→ **Task item**:
Restate word for word the line containing "let content = fs::read(path)?;" and every following line in the material below, up to and including the last one.

======== Task inputs ========

use std::fs;
use std::io;
use std::path::{Path, PathBuf};

use resumo_core::SelectedFile;

pub const HELP: &str = "commands: pick <path> | drop <path> | dragenter | dragover | dragleave | \
back | edit <text> | copy | save | show | help | quit";

/// One line typed into the console, standing in for a page event.
#[derive(Debug, Clone, PartialEq, Eq)]
pub enum ConsoleCommand {
    Pick(PathBuf),
    Drop(PathBuf),
    DragEnter,
    DragOver,
    DragLeave,
    Back,
    Edit(String),
    Copy,
    Save,
    Show,
    Help,
    Quit,
}

#[derive(Debug, Clone, PartialEq, Eq)]
pub enum ParseError {
    Empty,
    MissingArgument(&'static str),
    Unknown(String),
}

impl ConsoleCommand {
    pub fn parse(line: &str) -> Result<Self, ParseError> {
        let line = line.trim();
        let (word, rest) = match line.split_once(char::is_whitespace) {
            Some((word, rest)) => (word, rest.trim()),
            None => (line, ""),
        };
        match word.to_ascii_lowercase().as_str() {
            "" => Err(ParseError::Empty),
            "pick" => path_argument(rest, "pick").map(Self::Pick),
            "drop" => path_argument(rest, "drop").map(Self::Drop),
            "dragenter" => Ok(Self::DragEnter),
            "dragover" => Ok(Self::DragOver),
            "dragleave" => Ok(Self::DragLeave),
            "back" => Ok(Self::Back),
            "edit" => Ok(Self::Edit(rest.replace("\\n", "\n"))),
            "copy" => Ok(Self::Copy),
            "save" => Ok(Self::Save),
            "show" => Ok(Self::Show),
            "help" | "?" => Ok(Self::Help),
            "quit" | "exit" => Ok(Self::Quit),
            other => Err(ParseError::Unknown(other.to_string())),
        }
    }
}

fn path_argument(rest: &str, command: &'static str) -> Result<PathBuf, ParseError> {
    let rest = rest.trim_matches('"');
    if rest.is_empty() {
        Err(ParseError::MissingArgument(command))
    } else {
        Ok(PathBuf::from(rest))
    }
}

/// Reads a file the way a browser hands it over: name, declared type
/// guessed from the extension, and content.
pub fn load_selected_file(path: &Path) -> io::Result<SelectedFile> {
    let content = fs::read(path)?;
    let name = path
        .file_name()
        .map(|name| name.to_string_lossy().into_owned())
        .unwrap_or_default();
    let mime_type = mime_guess::from_path(path)
        .first_raw()
        .unwrap_or_default();
    Ok(SelectedFile::new(name, mime_type, content))
}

========

→ **Answer for the task**:
    let content = fs::read(path)?;
    let name = path
        .file_name()
        .map(|name| name.to_string_lossy().into_owned())
        .unwrap_or_default();
    let mime_type = mime_guess::from_path(path)
        .first_raw()
        .unwrap_or_default();
    Ok(SelectedFile::new(name, mime_type, content))
}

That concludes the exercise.